After losing by one run in each of the last two tournament championship
games, the fifth-seeded RedHawks (39-21) left nothing to chance, scoring
three runs in the top of the first and opening a 13-0 lead by the middle
of the third.
In the top of the first, Miami loaded the bases as three of the first
four batters singled and Bobby Barnes then scampered home on a passed
ball. Andi Scheidt followed with an infield single to plate Jeremy
Ison. David Cook then drove in tournament Most Valuable Player John
Lackaff with another infield single, this time a slow chopper to second
base.
One inning later, Miami was at it again when Barnes clubbed a two-run
homer to straightaway center field, just over the 400-foot marker to
spark a seven-run outburst. Ball State starter Adam Sheefel (5-4)
lasted just 1 1/3 innings, giving up five runs on seven hits. Three of
the six singles he allowed never left the infield. The RedHawks were no
kinder to reliever Tim Wells, who gave up six hits and five runs in
one-third of an inning. Back-to-back-to-back doubles by Cook, Brady
Nori and George Stegmiller chased Wells before Dustin Ruhl finally
closed the door.
With two outs in the third, Lackaff came home on a triple by Schedt, who
scored moments later on a wild pitch. Three batters later Stegmiller
doubled in Cook to give Miami a 13-0 lead.
Miami's 16 runs were the second-most scored in a MAC Tournament
championship game behind 18 by Eastern Michigan University in an 18-3
win over the University of Toledo in 1982. The RedHawks' 21 hits were
one short of the tournament record of 22 set by EMU in 1982 and tied by
the University of Akron in 1996.
Miami starter Billy Kieninger (6-2), meanwhile, cruised through the Ball
State lineup until the seventh when he allowed three runs on four
consecutive singles before enticing Paul Henry into a lazy fly ball to
right for the final out.
"This feels great," said Miami head coach Tracy Smith. "We've sat in
the other dugout the last two years and our kids would not be denied
this year. We got the monkey off our back."
The RedHawks padded their lead in the sixth on a single by Spain that
scored Ison and added two more in the seventh on a single by Barnes that
brought in Nori and Mace.
Prior to the seventh, all four of Ball State's (34-23) runs had come on
home runs. Scott French and Shayne Ridley hit solo shots in the third
and Matt Wood clubbed a two-run shot in the fifth to cut the
deficit to 13-4. Ridley, the MAC's regular-season Most Valuable Player,
went 3-for-3 with a walk after entering the game 0-for-8 in the
tournament.
"After the last two years, they (Miami) were just dying to win this
thing," BSU head coach Rich Maloney said. "They put the ball in play,
and every play early in the game went their way."

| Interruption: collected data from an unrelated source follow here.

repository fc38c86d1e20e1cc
use std::collections::HashMap;
use std::io;
use std::sync::{Arc, RwLock};

use bytes::Bytes;
use futures::stream::BoxStream;
use object_store::ObjectStore;
use object_store::aws::AmazonS3Builder;
use object_store::path::Path as StorePath;

use super::object_store_ops;
use crate::application::ports::{AudioStore, AudioStoreError, StoredObject};
use crate::domain::AudioObject;

/// S3-backed store. Bucket handles are built on first use and reused for the
/// lifetime of the process.
pub struct S3AudioStore {
    region: Option<String>,
    endpoint: Option<String>,
    buckets: RwLock<HashMap<String, Arc<dyn ObjectStore>>>,
}

impl S3AudioStore {
    pub fn new(region: Option<String>, endpoint: Option<String>) -> Self {
        Self {
            region,
            endpoint,
            buckets: RwLock::new(HashMap::new()),
        }
    }

    fn bucket(&self, name: &str) -> Result<Arc<dyn ObjectStore>, AudioStoreError> {
        let cached = self
            .buckets
            .read()
            .unwrap_or_else(|poisoned| poisoned.into_inner())
            .get(name)
            .cloned();
        if let Some(store) = cached {
            return Ok(store);
        }

        let mut builder = AmazonS3Builder::from_env().with_bucket_name(name);
        if let Some(region) = &self.region {
            builder = builder.with_region(region);
        }
        if let Some(endpoint) = &self.endpoint {
            builder = builder.with_endpoint(endpoint).with_allow_http(true);
        }
        let store: Arc<dyn ObjectStore> = Arc::new(
            builder
                .build()
                .map_err(|e| AudioStoreError::Configuration(e.to_string()))?,
        );

        tracing::debug!(bucket = %name, "Created object store handle");

        let mut buckets = self
            .buckets
            .write()
            .unwrap_or_else(|poisoned| poisoned.into_inner());
        Ok(Arc::clone(
            buckets.entry(name.to_string()).or_insert(store),
        ))
    }
}

#[async_trait::async_trait]
impl AudioStore for S3AudioStore {
    async fn head(&self, object: &AudioObject) -> Result<u64, AudioStoreError> {
        let store = self.bucket(object.bucket())?;
        object_store_ops::head(store.as_ref(), &StorePath::from(object.key())).await
    }

    async fn list(&self, bucket: &str, prefix: &str) -> Result<Vec<StoredObject>, AudioStoreError> {
        let store = self.bucket(bucket)?;
        object_store_ops::list(store.as_ref(), &StorePath::from(prefix), "").await
    }

    async fn upload(
        &self,
        object: &AudioObject,
        stream: BoxStream<'_, Result<Bytes, io::Error>>,
    ) -> Result<u64, AudioStoreError> {
        let store = self.bucket(object.bucket())?;
        object_store_ops::upload(store.as_ref(), &StorePath::from(object.key()), stream).await
    }
}
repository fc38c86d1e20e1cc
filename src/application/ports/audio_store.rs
use std::io;

use bytes::Bytes;
use chrono::{DateTime, Utc};
use futures::stream::BoxStream;

use crate::domain::AudioObject;

#[derive(Debug, Clone, PartialEq)]
pub struct StoredObject {
    pub key: String,
    pub size: u64,
    pub last_modified: DateTime<Utc>,
}

#[async_trait::async_trait]
pub trait AudioStore: Send + Sync {
    /// Metadata-only lookup. Returns the object size in bytes.
    async fn head(&self, object: &AudioObject) -> Result<u64, AudioStoreError>;

    async fn list(&self, bucket: &str, prefix: &str)
    -> Result<Vec<StoredObject>, AudioStoreError>;

    async fn upload(
        &self,
        object: &AudioObject,
        stream: BoxStream<'_, Result<Bytes, io::Error>>,
    ) -> Result<u64, AudioStoreError>;
}

#[derive(Debug, thiserror::Error)]
pub enum AudioStoreError {
    #[error("object not found: {0}")]
    NotFound(String),
    #[error("access denied: {0}")]
    AccessDenied(String),
    #[error("store configuration failed: {0}")]
    Configuration(String),
    #[error("request failed: {0}")]
    RequestFailed(String),
    #[error("upload failed: {0}")]
    UploadFailed(String),
    #[error("io error: {0}")]
    Io(#[from] io::Error),
}
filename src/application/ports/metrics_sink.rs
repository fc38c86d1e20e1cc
use async_trait::async_trait;

#[derive(Debug, Clone, Copy, PartialEq, Eq)]
pub enum MetricUnit {
    None,
    Seconds,
    Count,
}

#[derive(Debug, Clone, PartialEq)]
pub struct MetricDatum {
    pub name: String,
    pub value: f64,
    pub unit: MetricUnit,
    pub dimensions: Vec<(String, String)>,
}

impl MetricDatum {
    pub fn new(name: impl Into<String>, value: f64, unit: MetricUnit) -> Self {
        Self {
            name: name.into(),
            value,
            unit,
            dimensions: Vec::new(),
        }
    }

    pub fn with_dimension(mut self, name: impl Into<String>, value: impl Into<String>) -> Self {
        self.dimensions.push((name.into(), value.into()));
        self
    }
}

/// Best-effort sink. Callers never let a publish failure fail a request.
#[async_trait]
pub trait MetricsSink: Send + Sync {
    async fn publish(&self, namespace: &str, data: &[MetricDatum]) -> Result<(), MetricsError>;
}

#[derive(Debug, thiserror::Error)]
pub enum MetricsError {
    #[error("metric publish failed: {0}")]
    PublishFailed(String),
}
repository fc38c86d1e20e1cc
use std::time::Duration;

use crate::application::ports::{
    AudioStoreError, LlmClientError, TranscriptFetchError, TranscriptionError,
};
use crate::domain::{AudioObject, TranscriptionJobId};

/// Externally meaningful failure classes. Anything not named here is `Internal`.
#[derive(Debug, Clone, Copy, PartialEq, Eq, Hash)]
pub enum ErrorKind {
    MissingParameter,
    ObjectUnavailable,
    TranscriptionFailed,
    Timeout,
    Internal,
}

impl ErrorKind {
    pub fn as_str(&self) -> &'static str {
        match self {
            ErrorKind::MissingParameter => "missing_parameter",
            ErrorKind::ObjectUnavailable => "object_unavailable",
            ErrorKind::TranscriptionFailed => "transcription_failed",
            ErrorKind::Timeout => "timeout",
            ErrorKind::Internal => "internal",
        }
    }
}

#[derive(Debug, thiserror::Error)]
pub enum PipelineError {
    #[error("{}", describe_missing(.0))]
    MissingParameter(Vec<&'static str>),
    #[error("invalid request body: {0}")]
    InvalidBody(String),
    #[error("audio object is missing or not accessible: {object} ({source})")]
    ObjectUnavailable {
        object: AudioObject,
        #[source]
        source: AudioStoreError,
    },
    #[error("transcription job failed: {0}")]
    TranscriptionFailed(String),
    #[error(
        "transcription job {} did not finish within {:.1}s",
        .job_id,
        .waited.as_secs_f64()
    )]
    Timeout {
        job_id: TranscriptionJobId,
        waited: Duration,
    },
    #[error("transcription service: {0}")]
    Transcription(#[from] TranscriptionError),
    #[error("transcript: {0}")]
    TranscriptFetch(#[from] TranscriptFetchError),
    #[error("summarization: {0}")]
    Summarization(#[from] LlmClientError),
    #[error("storage: {0}")]
    Storage(AudioStoreError),
}

impl PipelineError {
    pub fn kind(&self) -> ErrorKind {
        match self {
            PipelineError::MissingParameter(_) | PipelineError::InvalidBody(_) => {
                ErrorKind::MissingParameter
            }
            PipelineError::ObjectUnavailable { .. } => ErrorKind::ObjectUnavailable,
            PipelineError::TranscriptionFailed(_) => ErrorKind::TranscriptionFailed,
            PipelineError::Timeout { .. } => ErrorKind::Timeout,
            PipelineError::Transcription(_)
            | PipelineError::TranscriptFetch(_)
            | PipelineError::Summarization(_)
            | PipelineError::Storage(_) => ErrorKind::Internal,
        }
    }
}

fn describe_missing(names: &[&'static str]) -> String {
    let quoted = names
        .iter()
        .map(|n| format!("'{}'", n))
        .collect::<Vec<_>>()
        .join(", ");
    if names.len() == 1 {
        format!("missing required parameter {} in request body", quoted)
    } else {
        format!("missing required parameters {} in request body", quoted)
    }
}
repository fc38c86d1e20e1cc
pub mod application;
pub mod domain;
pub mod infrastructure;
pub mod presentation;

Miami, which claimed its second tournament crown, became the first team
to go undefeated through the double-elimination tourney since it
expanded to six teams in 1998.
Joining Lackaff on the All-Tournament team were Barnes, Spain, Yost,
Ball State's Doug Boone, Central Michigan University's Matt Crowley, Dan
Schell, and Kevin Uzarski, Kent State University's Alex Marconi and Ohio
University's Tony Schiml.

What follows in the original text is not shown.